Copy out each line of the entries where the word "fields" is present.

*Input data:*
****************************************

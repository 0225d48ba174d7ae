//! URL handling module
//!
//! Normalization gives every discovered link a canonical dedup key, and
//! `CrawlScope` decides which links the bundled HTTP executor follows.

mod normalize;
mod scope;

pub use normalize::normalize_url;
pub use scope::{extract_domain, CrawlScope};
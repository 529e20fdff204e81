//! Carrier interfaces for cross-process correlation state.
//!
//! Propagators read and write correlation data (trace ids, parent span
//! ids, the suppression level) from and to the messages a program
//! exchanges with its peers. They work against two small carrier traits so
//! that any header-shaped structure can participate:
//!
//! * [`Injector`] writes string key/value pairs into an outbound carrier.
//! * [`Extractor`] reads string values from an inbound carrier.
//!
//! The concrete wire propagator lives in the SDK crate; instrumentations
//! only need the traits and [`TextMapPropagator`].

use std::collections::HashMap;

pub mod text_map_propagator;

pub use text_map_propagator::TextMapPropagator;

/// Injector provides an interface for adding fields to an underlying
/// carrier such as a header map.
pub trait Injector {
    /// Add a key and value to the carrier.
    fn set(&mut self, key: &str, value: String);
}

/// Extractor provides an interface for reading fields from an underlying
/// carrier such as a header map.
pub trait Extractor {
    /// Get a value for a key from the carrier.
    fn get(&self, key: &str) -> Option<&str>;

    /// Collect all the keys of the carrier.
    fn keys(&self) -> Vec<&str>;
}

impl<S: std::hash::BuildHasher> Injector for HashMap<String, String, S> {
    /// Set a key and value in the `HashMap`.
    fn set(&mut self, key: &str, value: String) {
        self.insert(key.to_lowercase(), value);
    }
}

impl<S: std::hash::BuildHasher> Extractor for HashMap<String, String, S> {
    /// Get a value for a key from the `HashMap`.
    fn get(&self, key: &str) -> Option<&str> {
        self.get(&key.to_lowercase()).map(|v| v.as_str())
    }

    /// Collect all the keys from the `HashMap`.
    fn keys(&self) -> Vec<&str> {
        self.keys().map(|k| k.as_str()).collect::<Vec<_>>()
    }
}

#[cfg(test)]
mod tests {
    use super::*;

    #[test]
    fn hash_map_carrier_is_case_insensitive() {
        let mut carrier = HashMap::new();
        Injector::set(&mut carrier, "X-Trace-Id", "value".to_string());

        assert_eq!(
            Extractor::get(&carrier, "x-trace-id"),
            Some("value"),
            "case insensitive extraction"
        );
        assert_eq!(Extractor::keys(&carrier), vec!["x-trace-id"]);
    }
}
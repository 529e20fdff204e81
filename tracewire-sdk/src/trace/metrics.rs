//! Internal engine counters.
//!
//! Process-wide tallies of span traffic, for diagnostics. This is not a
//! metrics-export surface; the values are only read on demand.

use std::sync::atomic::{AtomicU64, Ordering};

static OPENED: AtomicU64 = AtomicU64::new(0);
static CLOSED: AtomicU64 = AtomicU64::new(0);
static DROPPED: AtomicU64 = AtomicU64::new(0);

pub(crate) fn record_opened() {
    OPENED.fetch_add(1, Ordering::Relaxed);
}

pub(crate) fn record_closed() {
    CLOSED.fetch_add(1, Ordering::Relaxed);
}

pub(crate) fn record_dropped() {
    DROPPED.fetch_add(1, Ordering::Relaxed);
}

/// A snapshot of the engine's span counters.
#[derive(Clone, Copy, Debug, PartialEq, Eq)]
pub struct EngineCounters {
    /// Spans created since process start.
    pub opened: u64,
    /// Spans finalized or cancelled since process start.
    pub closed: u64,
    /// Finished spans dropped because the export queue was full.
    pub dropped: u64,
}

/// Reads the current counter values.
pub fn counters() -> EngineCounters {
    EngineCounters {
        opened: OPENED.load(Ordering::Relaxed),
        closed: CLOSED.load(Ordering::Relaxed),
        dropped: DROPPED.load(Ordering::Relaxed),
    }
}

****************************************

*Solution:*
/// Injector provides an interface for adding fields to an underlying
/// Extractor provides an interface for reading fields from an underlying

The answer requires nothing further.